Data provided ::
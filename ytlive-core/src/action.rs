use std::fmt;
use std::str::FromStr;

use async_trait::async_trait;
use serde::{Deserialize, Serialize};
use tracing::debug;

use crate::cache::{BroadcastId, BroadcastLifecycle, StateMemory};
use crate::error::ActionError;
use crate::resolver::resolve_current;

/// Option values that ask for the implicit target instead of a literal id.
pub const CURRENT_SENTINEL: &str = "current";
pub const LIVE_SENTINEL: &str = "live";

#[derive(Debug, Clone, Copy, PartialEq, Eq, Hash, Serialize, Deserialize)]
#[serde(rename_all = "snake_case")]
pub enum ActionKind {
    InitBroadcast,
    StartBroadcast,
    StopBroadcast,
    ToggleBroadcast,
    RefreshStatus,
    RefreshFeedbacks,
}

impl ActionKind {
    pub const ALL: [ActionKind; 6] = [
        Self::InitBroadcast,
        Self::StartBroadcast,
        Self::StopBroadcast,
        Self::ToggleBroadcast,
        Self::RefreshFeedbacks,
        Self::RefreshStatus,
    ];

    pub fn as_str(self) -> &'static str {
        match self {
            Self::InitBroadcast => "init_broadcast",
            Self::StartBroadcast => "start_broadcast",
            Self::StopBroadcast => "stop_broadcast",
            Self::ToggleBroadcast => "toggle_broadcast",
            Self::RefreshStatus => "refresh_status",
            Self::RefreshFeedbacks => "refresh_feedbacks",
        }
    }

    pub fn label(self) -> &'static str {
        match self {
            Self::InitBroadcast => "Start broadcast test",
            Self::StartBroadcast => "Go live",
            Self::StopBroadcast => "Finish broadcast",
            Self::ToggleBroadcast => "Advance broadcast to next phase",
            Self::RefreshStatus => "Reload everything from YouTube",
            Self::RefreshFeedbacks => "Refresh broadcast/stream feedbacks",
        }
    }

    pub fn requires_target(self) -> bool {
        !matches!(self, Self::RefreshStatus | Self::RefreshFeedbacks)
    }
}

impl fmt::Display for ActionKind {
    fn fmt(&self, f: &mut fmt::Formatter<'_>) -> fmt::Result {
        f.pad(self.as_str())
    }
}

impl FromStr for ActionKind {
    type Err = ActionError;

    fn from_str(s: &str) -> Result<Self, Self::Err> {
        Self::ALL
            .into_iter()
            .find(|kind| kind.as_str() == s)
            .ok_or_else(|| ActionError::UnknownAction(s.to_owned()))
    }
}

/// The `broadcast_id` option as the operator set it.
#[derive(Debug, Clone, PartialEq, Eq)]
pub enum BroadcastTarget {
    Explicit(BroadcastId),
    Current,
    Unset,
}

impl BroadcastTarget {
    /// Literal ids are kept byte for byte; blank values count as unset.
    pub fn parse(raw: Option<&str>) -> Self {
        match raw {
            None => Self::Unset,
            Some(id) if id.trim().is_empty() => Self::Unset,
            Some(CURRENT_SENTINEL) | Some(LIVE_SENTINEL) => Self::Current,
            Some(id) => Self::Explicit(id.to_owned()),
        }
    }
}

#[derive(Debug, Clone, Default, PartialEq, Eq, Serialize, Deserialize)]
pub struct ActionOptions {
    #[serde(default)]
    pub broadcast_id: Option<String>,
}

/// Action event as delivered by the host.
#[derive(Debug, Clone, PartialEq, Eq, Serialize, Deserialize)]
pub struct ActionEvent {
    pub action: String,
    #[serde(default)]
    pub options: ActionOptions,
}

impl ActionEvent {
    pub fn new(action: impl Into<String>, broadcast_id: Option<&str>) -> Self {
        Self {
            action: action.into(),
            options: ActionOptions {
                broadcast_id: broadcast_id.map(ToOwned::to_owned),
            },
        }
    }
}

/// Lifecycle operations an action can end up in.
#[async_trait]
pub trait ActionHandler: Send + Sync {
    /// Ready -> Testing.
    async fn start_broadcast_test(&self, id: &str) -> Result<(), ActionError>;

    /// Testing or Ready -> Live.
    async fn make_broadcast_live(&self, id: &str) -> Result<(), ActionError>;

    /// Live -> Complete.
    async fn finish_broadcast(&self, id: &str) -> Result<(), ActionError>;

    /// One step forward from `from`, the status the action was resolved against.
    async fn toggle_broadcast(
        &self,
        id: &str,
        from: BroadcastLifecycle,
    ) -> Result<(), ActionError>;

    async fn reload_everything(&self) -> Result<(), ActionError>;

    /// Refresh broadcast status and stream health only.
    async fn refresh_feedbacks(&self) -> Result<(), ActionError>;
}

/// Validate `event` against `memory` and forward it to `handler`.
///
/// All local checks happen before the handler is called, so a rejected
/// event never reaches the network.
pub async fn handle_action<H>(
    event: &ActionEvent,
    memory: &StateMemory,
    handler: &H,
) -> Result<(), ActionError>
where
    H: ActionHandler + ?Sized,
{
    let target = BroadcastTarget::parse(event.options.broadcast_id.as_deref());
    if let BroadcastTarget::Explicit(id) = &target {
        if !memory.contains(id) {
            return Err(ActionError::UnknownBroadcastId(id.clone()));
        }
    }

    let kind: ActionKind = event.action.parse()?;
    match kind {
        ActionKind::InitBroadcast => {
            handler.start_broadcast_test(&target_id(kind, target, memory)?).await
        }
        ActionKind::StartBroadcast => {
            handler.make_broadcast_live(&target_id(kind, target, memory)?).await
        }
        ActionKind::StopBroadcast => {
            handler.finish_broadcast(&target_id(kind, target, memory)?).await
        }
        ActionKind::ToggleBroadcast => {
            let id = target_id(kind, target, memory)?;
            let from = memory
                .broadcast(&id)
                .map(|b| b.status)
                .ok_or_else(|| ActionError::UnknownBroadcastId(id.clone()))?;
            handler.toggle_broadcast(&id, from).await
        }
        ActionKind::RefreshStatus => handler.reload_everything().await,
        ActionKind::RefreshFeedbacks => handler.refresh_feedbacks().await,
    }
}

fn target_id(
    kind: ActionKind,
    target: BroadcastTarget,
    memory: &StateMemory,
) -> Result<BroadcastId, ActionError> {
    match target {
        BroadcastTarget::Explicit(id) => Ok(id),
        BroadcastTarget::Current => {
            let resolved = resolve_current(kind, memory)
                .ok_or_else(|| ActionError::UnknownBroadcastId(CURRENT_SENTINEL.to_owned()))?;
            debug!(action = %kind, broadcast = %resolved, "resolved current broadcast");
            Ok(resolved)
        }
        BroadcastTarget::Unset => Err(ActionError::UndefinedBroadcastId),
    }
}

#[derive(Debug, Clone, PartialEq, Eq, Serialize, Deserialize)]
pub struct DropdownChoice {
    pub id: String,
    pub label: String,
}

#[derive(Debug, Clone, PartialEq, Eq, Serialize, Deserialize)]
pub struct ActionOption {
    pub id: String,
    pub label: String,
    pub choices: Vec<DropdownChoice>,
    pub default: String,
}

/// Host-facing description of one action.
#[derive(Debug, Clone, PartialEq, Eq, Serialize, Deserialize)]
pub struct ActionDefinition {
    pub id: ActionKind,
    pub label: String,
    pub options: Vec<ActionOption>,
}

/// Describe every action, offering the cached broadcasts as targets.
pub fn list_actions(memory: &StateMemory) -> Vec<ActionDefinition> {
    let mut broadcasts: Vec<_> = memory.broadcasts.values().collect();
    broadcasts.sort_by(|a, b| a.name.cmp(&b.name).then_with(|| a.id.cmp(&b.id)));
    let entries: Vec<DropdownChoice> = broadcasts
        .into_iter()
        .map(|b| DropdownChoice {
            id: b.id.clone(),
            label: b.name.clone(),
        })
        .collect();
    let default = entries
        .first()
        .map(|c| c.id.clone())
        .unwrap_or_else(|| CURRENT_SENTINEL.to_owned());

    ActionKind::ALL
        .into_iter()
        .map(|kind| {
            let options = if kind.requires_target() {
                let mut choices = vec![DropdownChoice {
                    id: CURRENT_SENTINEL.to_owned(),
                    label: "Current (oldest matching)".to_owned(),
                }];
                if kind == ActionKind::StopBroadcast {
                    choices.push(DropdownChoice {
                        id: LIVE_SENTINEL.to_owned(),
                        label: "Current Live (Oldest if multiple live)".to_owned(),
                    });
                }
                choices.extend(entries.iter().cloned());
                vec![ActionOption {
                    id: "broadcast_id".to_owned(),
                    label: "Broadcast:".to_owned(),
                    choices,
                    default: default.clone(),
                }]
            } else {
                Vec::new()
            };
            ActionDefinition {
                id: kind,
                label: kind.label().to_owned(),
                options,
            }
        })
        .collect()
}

Task directions ::
Please give the number of lines above that include the string "label", with nothing added.

Answer box ::
9